A energia elétrica chegou há um
mês na comunidade, na fazenda
São José da Serra, a 55 quilômetros de Valença, quase divisa com
Minas Gerais.
Apesar disso, nenhuma das 14
casas trocou as lamparinas de
querosene por lâmpadas elétricas.
Os líderes têm receio de que isso
cause mudança de cultura.
O grupo é a sétima geração desde os escravos comprados para
trabalhar na fazenda a partir de
1830, com a expansão do café.
Vivendo em relativo isolamento, preservam tradições como o
jongo -dança de origem afro-brasileira-, a arquitetura rústica
das casas e um sincretismo entre o
catolicismo e a umbanda.
"Sem isso, seríamos mais um vilarejo de negros pobres", afirma
Zeferina do Nascimento Fernandes, 79, que divide a liderança da
comunidade com Manoel Seabra,
80. Zeferina, mãe-de-santo, é a líder espiritual. Seabra é o especialista em ervas medicinais.
Na quinta-feira, dia de são Pedro, os moradores da comunidade não trabalharam. "Guardaram
o dia santo" e comemoraram
dançando o jongo, estendendo-se
pela noite, iluminados por uma
fogueira.
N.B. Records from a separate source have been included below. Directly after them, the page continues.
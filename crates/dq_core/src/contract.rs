//! Schema contract for the silver daily table.
//!
//! The contract declares which columns a dataset must expose and with which
//! types. It is checked once per validation run, before any rule executes.

use serde::{Deserialize, Serialize};
use std::fmt;

/// Column names of the silver daily table.
pub mod columns {
    pub const DATE: &str = "date";
    pub const LOCATION_LAT: &str = "location_lat";
    pub const LOCATION_LON: &str = "location_lon";
    pub const ROW_COUNT: &str = "row_count";
    pub const AVG_TEMP_C: &str = "avg_temp_c";
    pub const MAX_WIND_KMH: &str = "max_wind_kmh";
    pub const MIN_HUMIDITY_PCT: &str = "min_humidity_pct";
    pub const DQ_PASSED: &str = "dq_passed";
}

/// Logical type of a dataset column.
#[derive(Debug, Clone, Copy, PartialEq, Eq, Hash, Serialize, Deserialize)]
#[serde(rename_all = "lowercase")]
pub enum ColumnType {
    /// Calendar date without time zone
    Date,
    /// Double precision floating point
    Float64,
    /// Signed 64-bit integer
    Int64,
    /// Boolean flag
    Boolean,
    /// UTF-8 string
    String,
    /// Column whose type could not be determined (all values null)
    Null,
    /// Column of a source type with no dataset counterpart
    Unsupported,
}

impl ColumnType {
    /// Returns the type name used in error messages.
    pub fn name(&self) -> &'static str {
        match self {
            ColumnType::Date => "date",
            ColumnType::Float64 => "float64",
            ColumnType::Int64 => "int64",
            ColumnType::Boolean => "boolean",
            ColumnType::String => "string",
            ColumnType::Null => "null",
            ColumnType::Unsupported => "unsupported",
        }
    }

    /// Returns true if a column of type `actual` satisfies this expected type.
    ///
    /// Integers are accepted where floats are expected.
    pub fn accepts(&self, actual: ColumnType) -> bool {
        *self == actual || matches!((self, actual), (ColumnType::Float64, ColumnType::Int64))
    }
}

impl fmt::Display for ColumnType {
    fn fmt(&self, f: &mut fmt::Formatter<'_>) -> fmt::Result {
        f.write_str(self.name())
    }
}

/// A required column of the contract.
#[derive(Debug, Clone, PartialEq, Eq, Serialize, Deserialize)]
pub struct ColumnSpec {
    /// Column name
    pub name: String,

    /// Expected type
    #[serde(rename = "type")]
    pub column_type: ColumnType,

    /// Integer values must be `>= 0`
    #[serde(default)]
    pub non_negative: bool,
}

impl ColumnSpec {
    /// Creates a new column spec.
    pub fn new(name: impl Into<String>, column_type: ColumnType) -> Self {
        Self {
            name: name.into(),
            column_type,
            non_negative: false,
        }
    }

    /// Marks the column as a non-negative count.
    pub fn non_negative(mut self) -> Self {
        self.non_negative = true;
        self
    }
}

/// The set of columns and types a dataset must expose.
///
/// Datasets may carry extra columns; only the declared ones are checked.
#[derive(Debug, Clone, PartialEq, Eq, Serialize, Deserialize)]
pub struct SchemaContract {
    /// Contract name (usually the table it describes)
    pub name: String,

    /// Required columns, in declaration order
    pub columns: Vec<ColumnSpec>,
}

impl SchemaContract {
    /// The contract of the `weather_silver.daily` table.
    pub fn silver_daily() -> Self {
        crate::SchemaContractBuilder::new("weather_silver.daily")
            .column(columns::DATE, ColumnType::Date)
            .column(columns::LOCATION_LAT, ColumnType::Float64)
            .column(columns::LOCATION_LON, ColumnType::Float64)
            .column_spec(ColumnSpec::new(columns::ROW_COUNT, ColumnType::Int64).non_negative())
            .column(columns::AVG_TEMP_C, ColumnType::Float64)
            .column(columns::MAX_WIND_KMH, ColumnType::Float64)
            .column(columns::MIN_HUMIDITY_PCT, ColumnType::Float64)
            .column(columns::DQ_PASSED, ColumnType::Boolean)
            .build()
    }

    /// Looks up a column by name.
    pub fn column(&self, name: &str) -> Option<&ColumnSpec> {
        self.columns.iter().find(|c| c.name == name)
    }

    /// Returns the required column names in declaration order.
    pub fn column_names(&self) -> impl Iterator<Item = &str> {
        self.columns.iter().map(|c| c.name.as_str())
    }
}

impl Default for SchemaContract {
    fn default() -> Self {
        Self::silver_daily()
    }
}
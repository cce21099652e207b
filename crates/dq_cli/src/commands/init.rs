use anyhow::{Context, Result};
use dq_core::{FixtureRow, RulesConfig, SourceConfig, ValidationConfig};
use dq_parser::{ConfigFormat, render};
use std::fs::File;
use std::io::Write;
use tracing::info;

use crate::{ConfigFileFormat, output};

pub fn execute(output_path: Option<&str>, format: ConfigFileFormat) -> Result<()> {
    info!("Initializing starter config");

    let config = starter_config();
    let format = match format {
        ConfigFileFormat::Yaml => ConfigFormat::Yaml,
        ConfigFileFormat::Toml => ConfigFormat::Toml,
    };
    let rendered = render(&config, format).context("Failed to serialize config")?;

    // Output to file or stdout
    if let Some(path) = output_path {
        let mut file = File::create(path)
            .with_context(|| format!("Failed to create output file: {}", path))?;
        file.write_all(rendered.as_bytes())
            .with_context(|| format!("Failed to write to file: {}", path))?;
        output::print_success(&format!("Config written to: {}", path));
    } else {
        println!("{}", rendered);
    }

    Ok(())
}

/// Default rules plus the physical ranges, over the fixture source with the
/// sample row spelled out.
fn starter_config() -> ValidationConfig {
    ValidationConfig {
        source: SourceConfig::Fixture {
            rows: Some(vec![FixtureRow::sample()]),
        },
        rules: RulesConfig {
            ranges: RulesConfig::physical_ranges(),
            ..RulesConfig::default()
        },
        ..ValidationConfig::default()
    }
}

#[cfg(test)]
mod tests {
    use super::*;
    use dq_parser::{parse_toml, parse_yaml};
    use pretty_assertions::assert_eq;

    #[test]
    fn test_starter_config_round_trips() {
        let config = starter_config();

        let yaml = render(&config, ConfigFormat::Yaml).unwrap();
        assert_eq!(parse_yaml(&yaml).unwrap(), config);

        let toml = render(&config, ConfigFormat::Toml).unwrap();
        assert_eq!(parse_toml(&toml).unwrap(), config);
    }

    #[test]
    fn test_starter_config_carries_physical_ranges() {
        let columns: Vec<_> = starter_config()
            .rules
            .ranges
            .into_iter()
            .map(|r| r.column)
            .collect();
        assert_eq!(columns, vec!["min_humidity_pct", "max_wind_kmh"]);
    }
}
Zeferina, que comanda a
dança, diz que aprendeu com seus
avós, escravos da fazenda.
O jongo é uma dança afro-brasileira. Os participantes entoam
cantos acompanhados por tambores. Os dançarinos ficam em
roda, batendo palmas. No centro,
um casal dança em círculos.
Os tambores foram feitos em
troncos esculpidos a fogo, ainda
no tempo da escravidão. Os cantos, chamados "pontos", contêm
enigmas só decifráveis pelos que
conhecem o significado oculto
das palavras entoadas.
A comunidade é reconhecida
pela Fundação Palmares como
território cultural histórico. Em
agosto, começam pesquisas sobre
a propriedade da área. Se for necessário desapropriar, haverá indenizações.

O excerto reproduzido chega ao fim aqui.